WHAT IS NEEDED: Among the lines of the data, copy those that hold "IntercompanyOrderCreated".

Saved data entries:
Start of Block

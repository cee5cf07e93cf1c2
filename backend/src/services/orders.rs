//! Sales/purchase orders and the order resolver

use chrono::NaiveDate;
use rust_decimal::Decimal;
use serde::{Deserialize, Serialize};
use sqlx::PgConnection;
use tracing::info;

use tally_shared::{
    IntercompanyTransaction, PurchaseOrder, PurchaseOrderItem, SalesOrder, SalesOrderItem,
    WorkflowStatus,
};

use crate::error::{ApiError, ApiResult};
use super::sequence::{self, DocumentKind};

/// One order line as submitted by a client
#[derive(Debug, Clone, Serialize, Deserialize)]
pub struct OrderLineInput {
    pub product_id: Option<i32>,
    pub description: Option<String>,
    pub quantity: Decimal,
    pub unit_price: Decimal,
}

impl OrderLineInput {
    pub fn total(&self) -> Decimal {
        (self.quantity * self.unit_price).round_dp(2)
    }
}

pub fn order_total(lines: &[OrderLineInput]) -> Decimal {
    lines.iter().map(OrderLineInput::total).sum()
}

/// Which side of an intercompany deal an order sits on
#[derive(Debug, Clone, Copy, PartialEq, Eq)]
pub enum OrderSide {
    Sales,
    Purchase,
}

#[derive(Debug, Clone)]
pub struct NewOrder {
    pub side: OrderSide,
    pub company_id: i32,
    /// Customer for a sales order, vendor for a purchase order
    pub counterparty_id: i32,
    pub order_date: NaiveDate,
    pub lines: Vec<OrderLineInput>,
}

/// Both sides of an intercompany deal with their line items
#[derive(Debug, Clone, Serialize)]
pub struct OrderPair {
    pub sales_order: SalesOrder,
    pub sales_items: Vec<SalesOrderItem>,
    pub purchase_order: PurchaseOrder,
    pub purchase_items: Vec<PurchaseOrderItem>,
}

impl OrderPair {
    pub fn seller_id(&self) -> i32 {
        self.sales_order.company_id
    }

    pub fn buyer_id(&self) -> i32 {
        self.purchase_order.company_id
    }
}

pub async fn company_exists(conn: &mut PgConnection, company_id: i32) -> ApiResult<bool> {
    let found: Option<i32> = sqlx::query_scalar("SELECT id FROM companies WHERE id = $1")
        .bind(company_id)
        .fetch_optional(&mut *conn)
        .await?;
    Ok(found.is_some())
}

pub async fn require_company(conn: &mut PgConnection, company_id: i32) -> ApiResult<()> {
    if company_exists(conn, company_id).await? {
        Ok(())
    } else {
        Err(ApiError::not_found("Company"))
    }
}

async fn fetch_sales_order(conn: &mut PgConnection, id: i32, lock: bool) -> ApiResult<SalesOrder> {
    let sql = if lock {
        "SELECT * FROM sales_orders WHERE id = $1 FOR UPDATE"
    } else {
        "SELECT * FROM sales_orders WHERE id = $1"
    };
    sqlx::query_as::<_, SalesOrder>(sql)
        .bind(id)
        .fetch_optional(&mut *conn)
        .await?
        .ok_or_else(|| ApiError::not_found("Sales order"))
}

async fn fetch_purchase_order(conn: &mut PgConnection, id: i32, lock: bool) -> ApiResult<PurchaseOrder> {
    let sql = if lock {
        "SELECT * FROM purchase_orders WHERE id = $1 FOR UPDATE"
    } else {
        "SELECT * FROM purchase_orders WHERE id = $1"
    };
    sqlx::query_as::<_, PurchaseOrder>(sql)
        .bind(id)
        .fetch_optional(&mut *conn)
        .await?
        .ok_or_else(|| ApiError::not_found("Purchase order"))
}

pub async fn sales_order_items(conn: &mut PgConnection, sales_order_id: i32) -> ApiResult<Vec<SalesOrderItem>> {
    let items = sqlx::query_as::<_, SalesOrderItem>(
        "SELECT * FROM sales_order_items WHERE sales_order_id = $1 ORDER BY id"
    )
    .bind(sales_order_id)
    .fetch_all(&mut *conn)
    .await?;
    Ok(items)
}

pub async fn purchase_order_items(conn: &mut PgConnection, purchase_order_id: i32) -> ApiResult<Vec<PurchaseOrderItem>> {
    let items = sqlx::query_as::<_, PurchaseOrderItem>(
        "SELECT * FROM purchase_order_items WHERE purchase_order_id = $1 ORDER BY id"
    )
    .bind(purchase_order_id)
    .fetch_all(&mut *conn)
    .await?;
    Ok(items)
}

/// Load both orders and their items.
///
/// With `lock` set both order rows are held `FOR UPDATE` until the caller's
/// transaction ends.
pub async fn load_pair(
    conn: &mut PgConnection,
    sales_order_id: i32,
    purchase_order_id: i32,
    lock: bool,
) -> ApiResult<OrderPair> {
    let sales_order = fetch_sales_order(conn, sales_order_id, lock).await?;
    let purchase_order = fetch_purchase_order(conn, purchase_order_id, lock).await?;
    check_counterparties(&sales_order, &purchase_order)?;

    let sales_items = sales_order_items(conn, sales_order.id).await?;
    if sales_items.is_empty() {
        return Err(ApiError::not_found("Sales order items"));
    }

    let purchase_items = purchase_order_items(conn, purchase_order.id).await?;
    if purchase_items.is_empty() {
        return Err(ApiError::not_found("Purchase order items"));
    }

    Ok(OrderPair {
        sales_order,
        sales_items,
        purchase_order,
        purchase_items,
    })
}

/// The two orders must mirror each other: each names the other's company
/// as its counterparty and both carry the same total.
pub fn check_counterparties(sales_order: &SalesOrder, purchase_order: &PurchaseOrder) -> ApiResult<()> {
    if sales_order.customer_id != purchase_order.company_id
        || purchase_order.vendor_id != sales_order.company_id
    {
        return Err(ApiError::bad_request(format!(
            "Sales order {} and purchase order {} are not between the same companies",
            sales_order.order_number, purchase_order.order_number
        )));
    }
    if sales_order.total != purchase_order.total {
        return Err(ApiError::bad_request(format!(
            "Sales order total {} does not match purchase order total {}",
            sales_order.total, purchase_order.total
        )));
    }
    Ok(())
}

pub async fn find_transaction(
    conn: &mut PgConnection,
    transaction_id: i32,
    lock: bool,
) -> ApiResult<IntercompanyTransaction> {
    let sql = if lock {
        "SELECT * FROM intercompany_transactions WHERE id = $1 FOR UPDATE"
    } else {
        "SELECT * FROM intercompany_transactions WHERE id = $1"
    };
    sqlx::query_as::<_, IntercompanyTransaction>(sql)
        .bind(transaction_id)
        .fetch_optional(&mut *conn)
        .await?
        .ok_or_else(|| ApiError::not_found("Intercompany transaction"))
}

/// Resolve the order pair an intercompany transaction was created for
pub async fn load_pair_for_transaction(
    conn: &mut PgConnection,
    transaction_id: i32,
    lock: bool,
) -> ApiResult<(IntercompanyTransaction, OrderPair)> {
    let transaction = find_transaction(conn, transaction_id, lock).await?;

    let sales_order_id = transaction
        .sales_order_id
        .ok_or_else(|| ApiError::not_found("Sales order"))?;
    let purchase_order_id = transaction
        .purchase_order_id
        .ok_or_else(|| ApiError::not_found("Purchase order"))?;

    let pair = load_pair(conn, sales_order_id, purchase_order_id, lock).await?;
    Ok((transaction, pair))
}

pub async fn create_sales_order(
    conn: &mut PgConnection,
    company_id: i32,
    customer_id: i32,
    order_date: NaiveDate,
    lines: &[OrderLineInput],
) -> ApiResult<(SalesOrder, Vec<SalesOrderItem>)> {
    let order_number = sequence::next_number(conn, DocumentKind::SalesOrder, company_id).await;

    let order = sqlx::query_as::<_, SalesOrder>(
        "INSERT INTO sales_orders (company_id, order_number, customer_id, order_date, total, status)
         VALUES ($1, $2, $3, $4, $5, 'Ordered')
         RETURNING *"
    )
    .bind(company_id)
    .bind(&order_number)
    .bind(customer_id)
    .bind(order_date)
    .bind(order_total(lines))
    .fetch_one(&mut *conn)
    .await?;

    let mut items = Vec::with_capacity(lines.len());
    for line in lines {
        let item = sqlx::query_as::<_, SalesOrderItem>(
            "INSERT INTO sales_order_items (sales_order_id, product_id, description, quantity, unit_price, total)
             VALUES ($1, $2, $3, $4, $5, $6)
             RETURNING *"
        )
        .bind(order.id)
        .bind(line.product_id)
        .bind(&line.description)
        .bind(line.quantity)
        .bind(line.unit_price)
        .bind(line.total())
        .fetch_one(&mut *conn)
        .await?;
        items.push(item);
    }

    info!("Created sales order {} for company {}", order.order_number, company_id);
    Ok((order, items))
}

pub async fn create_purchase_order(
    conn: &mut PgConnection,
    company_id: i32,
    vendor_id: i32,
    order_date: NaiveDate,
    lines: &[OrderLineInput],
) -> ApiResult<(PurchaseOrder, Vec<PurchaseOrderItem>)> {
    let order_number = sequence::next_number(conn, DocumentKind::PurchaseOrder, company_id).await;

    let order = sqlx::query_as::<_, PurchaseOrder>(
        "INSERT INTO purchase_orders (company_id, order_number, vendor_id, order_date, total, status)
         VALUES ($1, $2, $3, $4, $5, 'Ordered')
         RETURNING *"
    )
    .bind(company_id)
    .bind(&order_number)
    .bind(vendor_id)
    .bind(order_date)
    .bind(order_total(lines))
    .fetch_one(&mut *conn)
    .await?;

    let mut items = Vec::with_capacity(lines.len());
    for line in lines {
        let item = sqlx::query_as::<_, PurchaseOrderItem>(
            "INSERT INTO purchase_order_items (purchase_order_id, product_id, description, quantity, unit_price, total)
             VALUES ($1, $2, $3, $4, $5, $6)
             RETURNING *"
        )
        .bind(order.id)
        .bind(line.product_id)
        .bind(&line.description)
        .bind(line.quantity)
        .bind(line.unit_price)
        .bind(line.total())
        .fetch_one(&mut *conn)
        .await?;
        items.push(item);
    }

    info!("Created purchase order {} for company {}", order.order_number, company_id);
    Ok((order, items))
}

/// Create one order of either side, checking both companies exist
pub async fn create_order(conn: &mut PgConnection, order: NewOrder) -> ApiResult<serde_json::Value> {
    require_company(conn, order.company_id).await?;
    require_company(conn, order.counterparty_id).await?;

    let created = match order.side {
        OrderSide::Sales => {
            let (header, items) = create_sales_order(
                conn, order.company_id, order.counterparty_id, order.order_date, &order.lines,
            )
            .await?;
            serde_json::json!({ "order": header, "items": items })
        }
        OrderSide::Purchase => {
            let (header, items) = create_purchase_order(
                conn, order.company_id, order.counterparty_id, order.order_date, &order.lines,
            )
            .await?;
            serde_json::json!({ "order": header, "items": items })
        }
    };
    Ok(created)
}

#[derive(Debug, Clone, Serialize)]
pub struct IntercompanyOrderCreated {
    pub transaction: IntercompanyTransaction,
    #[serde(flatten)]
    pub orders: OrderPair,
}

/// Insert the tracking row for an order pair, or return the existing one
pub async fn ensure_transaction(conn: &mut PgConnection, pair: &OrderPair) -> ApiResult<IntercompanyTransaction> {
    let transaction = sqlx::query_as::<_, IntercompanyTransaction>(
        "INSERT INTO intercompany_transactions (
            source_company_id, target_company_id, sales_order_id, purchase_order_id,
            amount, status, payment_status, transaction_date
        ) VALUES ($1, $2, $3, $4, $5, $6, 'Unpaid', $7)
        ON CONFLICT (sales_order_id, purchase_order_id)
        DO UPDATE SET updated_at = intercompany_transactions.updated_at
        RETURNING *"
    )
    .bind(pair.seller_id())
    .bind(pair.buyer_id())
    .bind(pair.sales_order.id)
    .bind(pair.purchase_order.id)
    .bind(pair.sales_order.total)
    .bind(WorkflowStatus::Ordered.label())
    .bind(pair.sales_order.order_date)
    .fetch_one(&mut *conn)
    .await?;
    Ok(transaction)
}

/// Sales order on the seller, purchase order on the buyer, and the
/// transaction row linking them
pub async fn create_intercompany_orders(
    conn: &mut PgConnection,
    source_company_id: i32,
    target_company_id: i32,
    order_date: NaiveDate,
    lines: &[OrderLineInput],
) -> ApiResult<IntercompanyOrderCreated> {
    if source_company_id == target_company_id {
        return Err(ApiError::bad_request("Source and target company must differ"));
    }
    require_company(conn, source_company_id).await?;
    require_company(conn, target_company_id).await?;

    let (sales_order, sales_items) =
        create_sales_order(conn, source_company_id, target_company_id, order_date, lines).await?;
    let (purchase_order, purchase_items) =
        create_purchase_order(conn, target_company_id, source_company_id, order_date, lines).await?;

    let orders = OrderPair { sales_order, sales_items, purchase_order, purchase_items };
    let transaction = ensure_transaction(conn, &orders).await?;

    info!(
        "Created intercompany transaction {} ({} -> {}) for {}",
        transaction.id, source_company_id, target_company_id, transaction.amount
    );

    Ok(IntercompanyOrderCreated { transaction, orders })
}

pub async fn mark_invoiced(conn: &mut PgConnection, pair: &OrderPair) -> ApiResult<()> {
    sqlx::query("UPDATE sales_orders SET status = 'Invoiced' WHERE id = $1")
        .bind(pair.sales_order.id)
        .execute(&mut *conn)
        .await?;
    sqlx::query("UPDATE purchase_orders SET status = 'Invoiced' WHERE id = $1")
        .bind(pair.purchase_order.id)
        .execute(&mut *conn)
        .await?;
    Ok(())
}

End of Block

RESPONSE TO THIS TASK:
pub struct IntercompanyOrderCreated {
) -> ApiResult<IntercompanyOrderCreated> {
    Ok(IntercompanyOrderCreated { transaction, orders })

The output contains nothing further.